Surely no one would mistake a clogged laundry room sink with not having lights or power in the laundry room. Similarly, a heart attack is like a plumbing problem and a cardiac arrest an electrical problem.
Under certain conditions, however, having a plugged laundry room sink drain can result in a power failure in the laundry room. For example, if the water in the plugged sink overflows, it can trip the fuse, shutting off the power in the circuit.
Similarly, a heart attack can cause a cardiac arrest.
In fact, most out-of-hospital cardiac arrests are the result of coronary artery disease (atherosclerosis or clogged arteries) and its major consequence, the heart attack aka myocardial infarction.
In a heart attack, the cardiac muscle cells that are deprived of oxygen die and this destruction can damage and disrupt the heart’s electrical system causing ventricular fibrillation and cardiac arrest. Research indicates that more than 70% of out-of-hospital sudden cardiac arrests are the result of coronary artery disease and heart attacks.
Another 15% of out-of-hospital cardiac arrests are from primary arrhythmias, like the inherited Brugada and Long QT syndromes; pulmonary embolisms account for 11% and unknown causes make up the remaining 4%.
The younger the person experiencing the cardiac arrest, the less likely it was caused by a heart attack and more by an inherited or structural cardiac issue. So, when you hear of someone having a cardiac arrest, there is a very high probability they had a heart attack as well.

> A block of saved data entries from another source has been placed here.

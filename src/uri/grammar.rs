use std::fmt;

use super::parts::{Authority, Parts, Path};

/// Parses `input` as an RFC 3986 `URI` (a scheme is required).
pub fn split(input: &str) -> Option<Parts> {
    parse(input, true)
}

/// Parses `input` as an RFC 3986 `URI-reference` (a scheme is optional).
pub fn split_reference(input: &str) -> Option<Parts> {
    parse(input, false)
}

/// Splits `input` into scheme/authority/path/query/fragment the way RFC
/// 3986 Appendix B's well-known regex does, but as straightforward
/// left-to-right scanning rather than a combinator chain: the grammar this
/// crate's matchers express as explicit push/pop transitions (see
/// `parser::state`) is here expressed as a handful of `find`/`split_at`
/// calls, since nothing about splitting a URI into its five components
/// needs backtracking.
fn parse(input: &str, require_scheme: bool) -> Option<Parts> {
    let mut rest = input;

    let scheme = match split_scheme(rest) {
        Some((scheme, after)) => {
            rest = after;
            Some(scheme.to_string())
        }
        None if require_scheme => return None,
        None => None,
    };

    let (fragment, rest_before_fragment) = match rest.find('#') {
        Some(idx) => (Some(rest[idx + 1..].to_string()), &rest[..idx]),
        None => (None, rest),
    };
    let (query, rest_before_query) = match rest_before_fragment.find('?') {
        Some(idx) => (Some(rest_before_fragment[idx + 1..].to_string()), &rest_before_fragment[..idx]),
        None => (None, rest_before_fragment),
    };
    rest = rest_before_query;

    let authority = if let Some(after_slashes) = rest.strip_prefix("//") {
        let authority_end = after_slashes.find(['/', '?', '#']).unwrap_or(after_slashes.len());
        let (authority_str, after_authority) = after_slashes.split_at(authority_end);
        rest = after_authority;
        Some(split_authority(authority_str))
    } else {
        None
    };

    let path = split_path(rest);

    Some(Parts { scheme, authority, path, query, fragment })
}

/// `scheme = ALPHA *( ALPHA / DIGIT / "+" / "-" / "." )`. Returns the scheme
/// and the remainder of the string after its `:`, or `None` if `s` does not
/// begin with a valid scheme followed by `:`.
fn split_scheme(s: &str) -> Option<(&str, &str)> {
    let colon = s.find(':')?;
    let candidate = &s[..colon];
    let mut chars = candidate.chars();
    match chars.next() {
        Some(c) if c.is_ascii_alphabetic() => {}
        _ => return None,
    }
    if !chars.all(|c| c.is_ascii_alphanumeric() || matches!(c, '+' | '-' | '.')) {
        return None;
    }
    Some((candidate, &s[colon + 1..]))
}

fn split_authority(s: &str) -> Authority {
    let (userinfo, hostport) = match s.rfind('@') {
        Some(idx) => (Some(s[..idx].to_string()), &s[idx + 1..]),
        None => (None, s),
    };
    let (host, port) = if let Some(rest) = hostport.strip_prefix('[') {
        match rest.find(']') {
            Some(idx) => {
                let host = format!("[{}]", &rest[..idx]);
                let after = &rest[idx + 1..];
                let port = after.strip_prefix(':').map(|p| p.to_string());
                (host, port)
            }
            None => (hostport.to_string(), None),
        }
    } else {
        match hostport.rfind(':') {
            Some(idx) if hostport[idx + 1..].bytes().all(|b| b.is_ascii_digit()) => {
                (hostport[..idx].to_string(), Some(hostport[idx + 1..].to_string()))
            }
            _ => (hostport.to_string(), None),
        }
    };
    Authority { userinfo, host, port }
}

/// A leading `/` sets `absolute = true` and is not itself a segment; a
/// trailing `/` produces a final empty segment (spec.md §4.4,
/// "Path decomposition").
fn split_path(path_str: &str) -> Path {
    if path_str.is_empty() {
        return Path::default();
    }
    let (absolute, rest) = match path_str.strip_prefix('/') {
        Some(rest) => (true, rest),
        None => (false, path_str),
    };
    let segments = rest.split('/').map(|s| s.to_string()).collect();
    Path { absolute, segments }
}

/// Serialises `parts` back to a string (spec.md §4.4, "Compose"):
/// `scheme ":"`, `"//" authority` if present, path, `"?" query` if present,
/// `"#" fragment` if present.
pub fn compose(parts: &Parts) -> String {
    parts.to_string()
}

impl fmt::Display for Parts {
    fn fmt(&self, f: &mut fmt::Formatter<'_>) -> fmt::Result {
        if let Some(scheme) = &self.scheme {
            write!(f, "{scheme}:")?;
        }
        if let Some(authority) = &self.authority {
            write!(f, "//{authority}")?;
            if !self.path.is_empty() && !self.path.absolute {
                write!(f, "/")?;
            }
        }
        write!(f, "{}", self.path)?;
        if let Some(query) = &self.query {
            write!(f, "?{query}")?;
        }
        if let Some(fragment) = &self.fragment {
            write!(f, "#{fragment}")?;
        }
        Ok(())
    }
}

#[cfg(test)]
mod test {
    use super::*;

    #[test]
    fn splits_a_full_uri() {
        let parts = split("https://user@example.com:8080/a/b?q=1#frag").unwrap();
        assert_eq!(parts.scheme.as_deref(), Some("https"));
        let authority = parts.authority.unwrap();
        assert_eq!(authority.userinfo.as_deref(), Some("user"));
        assert_eq!(authority.host, "example.com");
        assert_eq!(authority.port.as_deref(), Some("8080"));
        assert_eq!(parts.path.segments, vec!["a", "b"]);
        assert_eq!(parts.query.as_deref(), Some("q=1"));
        assert_eq!(parts.fragment.as_deref(), Some("frag"));
    }

    #[test]
    fn rejects_missing_scheme_for_uri() {
        assert!(split("//example.com/a").is_none());
    }

    #[test]
    fn accepts_missing_scheme_for_reference() {
        let parts = split_reference("//example.com/a").unwrap();
        assert!(parts.scheme.is_none());
        assert_eq!(parts.authority.unwrap().host, "example.com");
    }

    #[test]
    fn path_only_reference_round_trips() {
        let parts = split_reference("/a/b/").unwrap();
        assert!(parts.path.absolute);
        assert_eq!(parts.path.segments, vec!["a", "b", ""]);
        assert_eq!(compose(&parts), "/a/b/");
    }

    #[test]
    fn ipv6_host_is_recognised() {
        let parts = split("ws://[::1]:9000/").unwrap();
        let authority = parts.authority.unwrap();
        assert_eq!(authority.host, "[::1]");
        assert_eq!(authority.port.as_deref(), Some("9000"));
    }

    #[test]
    fn compose_round_trips_split() {
        let original = "mailto:foo@example.com";
        let parts = split(original).unwrap();
        assert_eq!(compose(&parts), original);
    }
}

No wonder the lay public is confused about the two — most of the time, they’d be correct in saying “Hey, I heard you almost died from a heart attack” if they approached a survivor at random.
Instead of being perturbed, and jacking up your blood pressure, simply say “I had a cardiac arrest, due to Long QT Syndrome, Brugada Syndrome, atherosclerosis and heart attack, blunt force trauma from a car accident or whatever actually caused it, including ‘the doctors don’t seem to know‘”.
Be gentle and forgiving if someone makes such an egregious error. After all, feeling shame and defensive about being confused for someone with atherosclerosis, or who had a heart attack, may simply be a product of our own ignorance and confusion; atherosclerosis can affect anyone, regardless of their physique, willpower, motivation and lifestyle. And if the current opioid crisis in North America progresses, we might sadly witness a sharp increase in sudden cardiac arrests and even more confusion among the public about what we all experienced.
Warning: I am not a plumber or electrician, and clearly not in the medical field.